|Institution:||University of Birmingham|
|Department:||School of Health and Population Sciences|
|Keywords:||R Medicine (General)|
|Full text PDF:||http://etheses.bham.ac.uk/5698/|
The doctoral research forming this thesis used mixed-methods to explore methodological and ethical issues associated with patient-reported outcome (PRO) measurement in clinical trials. A qualitative study of trial staff suggested there are perceived inconsistencies in the administration and management of PROs in some UK trials which could undermine PRO trial results and introduce bias. In addition, the study found that staff reported intermittently encountering ‘concerning’ PRO data in trials, but were unsure how it should be managed. A large-scale survey of UK-based trial staff and management demonstrated the genralisiability of these findings. A systematic review of PRO literature for front-line data collection staff found guidance was lacking.

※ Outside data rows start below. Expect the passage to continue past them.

//! Method handlers and the request state machine

use axum::http::{HeaderMap, header};
use kalends_core::models::{Collection, Principal, ProxyBits};
use kalends_core::validation::safe_path_segment;

pub mod dav;
mod delete;
mod get;
mod propfind;
mod proppatch;
mod put;

/// Everything a method handler needs to know about the request once
/// authentication and routing are done.
pub struct DavState {
    /// The authenticated principal.
    pub prncpl: Principal,
    /// The principal whose tree is addressed; equals `prncpl` unless a
    /// proxy edge authorized the request.
    pub rprncpl: Principal,
    /// Access granted by the proxy edge; `None` for the owner.
    pub proxy: Option<ProxyBits>,
    /// The resolved calendar collection, absent for principal-level
    /// requests and the virtual proxy collections.
    pub collection: Option<Collection>,
    pub collection_name: String,
    pub resource_name: String,
}

impl DavState {
    pub fn is_owner(&self) -> bool {
        self.prncpl.id == self.rprncpl.id
    }
}

/// The three path segments of `/principal/collection/resource`, with
/// empty strings for trailing segments that were not given.
#[derive(Debug, Clone, PartialEq, Eq)]
pub struct DavPath {
    pub principal: String,
    pub collection: String,
    pub resource: String,
}

/// Split and vet a request path. Unsafe segments (empty interior
/// segments, dot traversal, bytes outside the URL-safe set) are
/// rejected outright.
pub fn parse_path(path: &str) -> Option<DavPath> {
    let path = path.strip_prefix('/').unwrap_or(path);
    if path.is_empty() {
        return Some(DavPath {
            principal: String::new(),
            collection: String::new(),
            resource: String::new(),
        });
    }

    let mut parts = path.splitn(3, '/');
    let principal = parts.next().unwrap_or("");
    let collection = parts.next().unwrap_or("");
    let resource = parts.next().unwrap_or("");

    if !safe_path_segment(principal) {
        return None;
    }
    if collection.is_empty() && !resource.is_empty() {
        return None;
    }
    if !collection.is_empty() && !safe_path_segment(collection) {
        return None;
    }
    if !resource.is_empty() && !safe_path_segment(resource) {
        return None;
    }

    Some(DavPath {
        principal: principal.to_string(),
        collection: collection.to_string(),
        resource: resource.to_string(),
    })
}

/// Strip the surrounding quotes from a client ETag.
pub(crate) fn unquote_etag(v: &str) -> &str {
    let v = v.trim();
    v.strip_prefix('"')
        .and_then(|s| s.strip_suffix('"'))
        .unwrap_or(v)
}

/// The `If-Match`/`If-None-Match` value, if the header parses.
pub(crate) fn conditional_header(headers: &HeaderMap, name: header::HeaderName) -> Option<&str> {
    headers.get(name).and_then(|v| v.to_str().ok())
}

/// The XML media type of the request body, echoed back on multistatus
/// responses.
pub(crate) fn xml_mime(headers: &HeaderMap) -> Option<&'static str> {
    let ct = headers.get(header::CONTENT_TYPE)?.to_str().ok()?;
    if ct.starts_with("application/xml") {
        Some("application/xml")
    } else if ct.starts_with("text/xml") {
        Some("text/xml")
    } else {
        None
    }
}

/// The two pseudo-collections from the calendar-proxy draft.
pub(crate) fn virtual_proxy_collection(name: &str) -> Option<ProxyBits> {
    match name {
        "calendar-proxy-read" => Some(ProxyBits::Read),
        "calendar-proxy-write" => Some(ProxyBits::Write),
        _ => None,
    }
}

A large-scale review of PRO-specific literature for trial protocol developers suggested guidelines were inconsistent and difficult to access. Finally, using a novel PRO protocol checklist, a systematic review of trial protocols found that PRO information was commonly absent, even where a PRO was the primary outcome. In conclusion, the thesis highlights a need for the development of comprehensive consensus-based PRO guidelines addressing protocol development, training and the management of ‘concerning’ PRO data in trials; aiming to facilitate improvements in PRO protocol content and PRO assessment, whilst protecting the interests of trial participants.